In January, Kinloch celebrated her 50th birthday and used the occasion to kickstart the fundraiser. She set a goal of raising at least $50,000 for the President’s Gap Scholarship Fund that would

 help students who want to call JCSU home for four years, but don’t have the financial means.

Kinloch has had success with raising money and surpassing fundraising goals.Prior to returning to JCSU, she served as Dean of the School of Education at the University of Pittsburgh, where she oversaw 300 faculty and staff and nearly 1,000 students. She has led academic transformation and overseen more than $9 million in capital projects and renovations.

Her career in academia spans positions as Associate Dean and Professor at The Ohio State University in Columbus, Ohio, and as a faculty member at Teachers College-Columbia University in New York City and at the University of Houston-Downtown.

Leading as a woman

As President, Kinloch is charged with creating alignment among faculty, staff, students, alumni, and community partners with JCSU’s Gold(en) Blueprint strategic plan for learning and growth.

Even though the bulk of her time is spent creating opportunities for others, she is cognizant of the real challenges facing women leaders — especially Black, female leaders like herself. She’s led conversations, authored books and studied the writings of women leaders of the past, seeking to understand issues of equity and parity for women. Her research focuses on the literacies of Black people in urban and rural contexts and examines equitable forms of teaching, leading and learning.

“Yes, I am a Black woman and I lead from a Black, feminist perspective,” Kinloch said unequivocally. “I firmly believe that a problem is an opportunity in disguise. It takes a number of differing opinions and critical listening skills to come up with a solution that works best for the collective,” stated Kinloch.

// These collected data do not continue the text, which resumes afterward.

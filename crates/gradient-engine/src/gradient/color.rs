/// Straight-alpha RGBA color.
///
/// Channels are nominally in [0, 1] but are not clamped; the ramp pass writes
/// whatever the GPU target format can represent.
#[derive(Debug, Copy, Clone, Default, PartialEq)]
pub struct Rgba {
    pub r: f32,
    pub g: f32,
    pub b: f32,
    pub a: f32,
}

impl Rgba {
    pub const WHITE: Self = Self::new(1.0, 1.0, 1.0, 1.0);
    pub const BLACK: Self = Self::new(0.0, 0.0, 0.0, 1.0);
    pub const TRANSPARENT: Self = Self::new(0.0, 0.0, 0.0, 0.0);

    #[inline]
    pub const fn new(r: f32, g: f32, b: f32, a: f32) -> Self {
        Self { r, g, b, a }
    }

    #[inline]
    pub const fn to_array(self) -> [f32; 4] {
        [self.r, self.g, self.b, self.a]
    }

    #[inline]
    pub const fn from_array([r, g, b, a]: [f32; 4]) -> Self {
        Self { r, g, b, a }
    }

    #[inline]
    pub fn is_finite(self) -> bool {
        self.r.is_finite() && self.g.is_finite() && self.b.is_finite() && self.a.is_finite()
    }

    /// Component-wise linear blend; `t = 0` yields `self`, `t = 1` yields `other`.
    #[inline]
    pub fn lerp(self, other: Self, t: f32) -> Self {
        Self {
            r: self.r + (other.r - self.r) * t,
            g: self.g + (other.g - self.g) * t,
            b: self.b + (other.b - self.b) * t,
            a: self.a + (other.a - self.a) * t,
        }
    }

    /// Channels as whole 0–255 values, truncating like an inspector readout.
    ///
    /// Out-of-range channels saturate.
    pub fn channel_bytes(self) -> [u8; 4] {
        self.to_array().map(|c| (c * 255.0) as u8)
    }
}

/// Color channels as delivered by a platform color type.
///
/// Platform colors report a variable number of components depending on their
/// color space; this enum names the shapes the editor accepts.
#[derive(Debug, Copy, Clone, PartialEq)]
pub enum ColorComponents {
    /// Single luminance channel, opaque.
    Gray(f32),
    GrayAlpha(f32, f32),
    Rgb(f32, f32, f32),
    Rgba(f32, f32, f32, f32),
}

impl ColorComponents {
    /// Classifies a raw component slice. Returns `None` for empty or
    /// over-long slices.
    pub fn from_slice(components: &[f32]) -> Option<Self> {
        match *components {
            [v] => Some(Self::Gray(v)),
            [v, a] => Some(Self::GrayAlpha(v, a)),
            [r, g, b] => Some(Self::Rgb(r, g, b)),
            [r, g, b, a] => Some(Self::Rgba(r, g, b, a)),
            _ => None,
        }
    }
}

/// Expands any supported component layout into straight RGBA.
pub fn extract_rgba(components: ColorComponents) -> Rgba {
    match components {
        ColorComponents::Gray(v) => Rgba::new(v, v, v, 1.0),
        ColorComponents::GrayAlpha(v, a) => Rgba::new(v, v, v, a),
        ColorComponents::Rgb(r, g, b) => Rgba::new(r, g, b, 1.0),
        ColorComponents::Rgba(r, g, b, a) => Rgba::new(r, g, b, a),
    }
}

impl From<ColorComponents> for Rgba {
    #[inline]
    fn from(components: ColorComponents) -> Self {
        extract_rgba(components)
    }
}

/// Converts a raw component slice, falling back to transparent black for
/// layouts that are not recognised.
pub fn rgba_from_components(components: &[f32]) -> Rgba {
    ColorComponents::from_slice(components).map_or(Rgba::TRANSPARENT, extract_rgba)
}
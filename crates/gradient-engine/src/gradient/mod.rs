//! Gradient model shared between editors and the renderer.
//!
//! Scope:
//! - straight-alpha color and platform color extraction
//! - stops with identity, gradient kind, rotation
//! - pure editing operations
//!
//! Nothing here touches the GPU.

mod color;
mod model;
mod rotation;
mod stop;

pub use color::{extract_rgba, rgba_from_components, ColorComponents, Rgba};
pub use model::{Gradient, GradientKind};
pub use rotation::RotationMatrix;
pub use stop::{GradientStop, StopId};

Numerous surveys and studies have concluded that there are still significant barriers to equity and parity in the workplace for Black women leaders. As a collective of humans, Kinloch suggests we “honestly address and seek to overcome barriers that still exist for Black women in leadership roles.”

She continued, “A number of expectations are put on women because we are women and because there are still some people who do not believe — or don’t want to believe — that we are brilliant human beings who know how to lead,” said Kinloch.

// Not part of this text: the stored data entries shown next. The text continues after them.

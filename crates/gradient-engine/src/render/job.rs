//! Frame jobs and the latest-wins broadcast channel that carries them to
//! display surfaces.
//!
//! Every subscriber owns a single slot. Publishing overwrites each slot, so a
//! surface that refreshes slower than the producer only ever sees the most
//! recent job. Nothing is queued and nothing is cancelled once it is taken.

use std::sync::atomic::{AtomicU64, Ordering};
use std::sync::{Arc, Mutex, MutexGuard, PoisonError, Weak};

use crate::gradient::{GradientKind, RotationMatrix};

use super::NormalizedStops;

/// Immutable snapshot of everything one frame needs.
#[derive(Debug, Clone, PartialEq)]
pub struct FrameJob {
    stops: NormalizedStops,
    rotation: RotationMatrix,
    kind: GradientKind,
    generation: u64,
}

impl FrameJob {
    pub fn new(stops: NormalizedStops, rotation: RotationMatrix, kind: GradientKind) -> Self {
        Self {
            stops,
            rotation,
            kind,
            generation: 0,
        }
    }

    #[inline]
    pub fn stops(&self) -> &NormalizedStops {
        &self.stops
    }

    #[inline]
    pub fn rotation(&self) -> RotationMatrix {
        self.rotation
    }

    #[inline]
    pub fn kind(&self) -> GradientKind {
        self.kind
    }

    /// Publish sequence number, starting at 1. Zero for jobs never published.
    #[inline]
    pub fn generation(&self) -> u64 {
        self.generation
    }
}

type Slot = Mutex<Option<Arc<FrameJob>>>;

fn lock<T>(m: &Mutex<T>) -> MutexGuard<'_, T> {
    // Slots hold plain data; a panic mid-write cannot leave them inconsistent.
    m.lock().unwrap_or_else(PoisonError::into_inner)
}

#[derive(Default)]
struct ChannelInner {
    subscribers: Mutex<Vec<Weak<Slot>>>,
    published: AtomicU64,
}

/// Single-producer, latest-wins broadcast of frame jobs.
///
/// Cloning yields another handle to the same channel.
#[derive(Clone, Default)]
pub struct JobChannel {
    inner: Arc<ChannelInner>,
}

impl JobChannel {
    pub fn new() -> Self {
        Self::default()
    }

    /// Registers a new surface. It receives jobs published from now on.
    pub fn subscribe(&self) -> Subscription {
        let slot: Arc<Slot> = Arc::new(Mutex::new(None));
        lock(&self.inner.subscribers).push(Arc::downgrade(&slot));
        Subscription { slot }
    }

    /// Stamps `job` with the next generation and overwrites every live
    /// subscriber's slot with it. Returns the shared job.
    pub fn publish(&self, mut job: FrameJob) -> Arc<FrameJob> {
        job.generation = self.inner.published.fetch_add(1, Ordering::Relaxed) + 1;
        let job = Arc::new(job);

        let mut subscribers = lock(&self.inner.subscribers);
        subscribers.retain(|weak| match weak.upgrade() {
            Some(slot) => {
                if let Some(stale) = lock(&*slot).replace(Arc::clone(&job)) {
                    log::trace!(
                        "frame job {} superseded by {} before refresh",
                        stale.generation,
                        job.generation
                    );
                }
                true
            }
            None => false,
        });

        job
    }

    /// Number of subscriptions still alive.
    pub fn subscriber_count(&self) -> usize {
        lock(&self.inner.subscribers)
            .iter()
            .filter(|w| w.strong_count() > 0)
            .count()
    }

    /// Total number of jobs published so far.
    pub fn published(&self) -> u64 {
        self.inner.published.load(Ordering::Relaxed)
    }
}

/// One surface's view of a [`JobChannel`]. Dropping it unsubscribes.
pub struct Subscription {
    slot: Arc<Slot>,
}

impl Subscription {
    /// Reads and clears the pending job.
    pub fn take(&self) -> Option<Arc<FrameJob>> {
        lock(&*self.slot).take()
    }

    pub fn has_pending(&self) -> bool {
        lock(&*self.slot).is_some()
    }
}

#[cfg(test)]
mod tests {
    use super::*;
    use crate::gradient::{Gradient, GradientStop, Rgba};
    use crate::render::normalize_stops;

    fn job(color: Rgba) -> FrameJob {
        let stops = [GradientStop::new(0.0, color), GradientStop::new(1.0, color)];
        FrameJob::new(
            normalize_stops(&stops).unwrap(),
            RotationMatrix::IDENTITY,
            GradientKind::Linear,
        )
    }

    #[test]
    fn latest_wins_before_refresh() {
        let channel = JobChannel::new();
        let sub = channel.subscribe();

        channel.publish(job(Rgba::WHITE));
        channel.publish(job(Rgba::BLACK));
        let third = channel.publish(job(Rgba::new(1.0, 0.0, 0.0, 1.0)));

        let taken = sub.take().unwrap();
        assert_eq!(taken.generation(), 3);
        assert_eq!(*taken, *third);
        assert!(sub.take().is_none());
    }

    #[test]
    fn take_clears_slot() {
        let channel = JobChannel::new();
        let sub = channel.subscribe();
        assert!(!sub.has_pending());
        channel.publish(job(Rgba::WHITE));
        assert!(sub.has_pending());
        sub.take();
        assert!(!sub.has_pending());
    }

    #[test]
    fn broadcast_reaches_every_subscriber() {
        let channel = JobChannel::new();
        let a = channel.subscribe();
        let b = channel.subscribe();

        channel.publish(job(Rgba::WHITE));

        assert_eq!(a.take().map(|j| j.generation()), Some(1));
        assert_eq!(b.take().map(|j| j.generation()), Some(1));
    }

    #[test]
    fn late_subscriber_misses_earlier_jobs() {
        let channel = JobChannel::new();
        channel.publish(job(Rgba::WHITE));
        let sub = channel.subscribe();
        assert!(sub.take().is_none());
        assert_eq!(channel.published(), 1);
    }

    #[test]
    fn dropped_subscription_is_pruned() {
        let channel = JobChannel::new();
        let keep = channel.subscribe();
        drop(channel.subscribe());
        assert_eq!(channel.subscriber_count(), 1);

        channel.publish(job(Rgba::WHITE));
        assert!(keep.has_pending());
    }

    #[test]
    fn unpublished_job_has_generation_zero() {
        let g = Gradient::default();
        let j = FrameJob::new(
            normalize_stops(&g.stops).unwrap(),
            g.rotation_matrix(),
            g.kind,
        );
        assert_eq!(j.generation(), 0);
    }

    #[test]
    fn channel_is_thread_safe() {
        fn assert_send_sync<T: Send + Sync>() {}
        assert_send_sync::<JobChannel>();
        assert_send_sync::<Subscription>();
    }
}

As a result, she said, women and, in particular, Black women, can be subject to micro- and macro-aggressions and have their ability to lead scrutinized more closely than their white female or male counterparts.

“I think the key to eradicating these barriers in the workplace is to recognize the significance of critical equity and diversity work by all of us,” she said. “As Audre Lorde writes, ‘It’s not our differences that divide us. It’s our inability to recognize, accept and celebrate those differences.’ If we would take the life experiences of our leaders into consideration and listen to them, believe them and follow them then Black women and Black women leaders would be more protected than we are now,” Kinloch explained.

Grounded by experience

With numerous accolades and accomplishments to her credit, Kinloch remains humbled by her early beginnings where she was raised by working class parents. She earned her Bachelor’s degree in English and Literature from JCSU then pursued a Master’s degree in English/African American Literature and a Doctorate in English, both from Wayne State University in Detroit. A first-generation college student, Kinloch carries that experience like fuel to give back to the school that brought her home to her academic roots and closer to her family in Charleston, South Carolina.

When she’s not on campus, Kinloch, a Lifetime Member of Alpha Kappa Alpha Sorority, Inc., spends her free time swimming, hiking and reading. She’s fond of spoken word and “found” poetry. Not so much a poet in the purest sense of the literary genre, Kinloch describes herself as “a literacy and equity scholar and writer with strong poetic tendencies.”

She said, “I guess I am a poet because I love to reframe complicated ideas into prose and poems that grab at heartstrings,” Kinloch said. “I have found myself doing that in a few of my speeches here at JCSU.”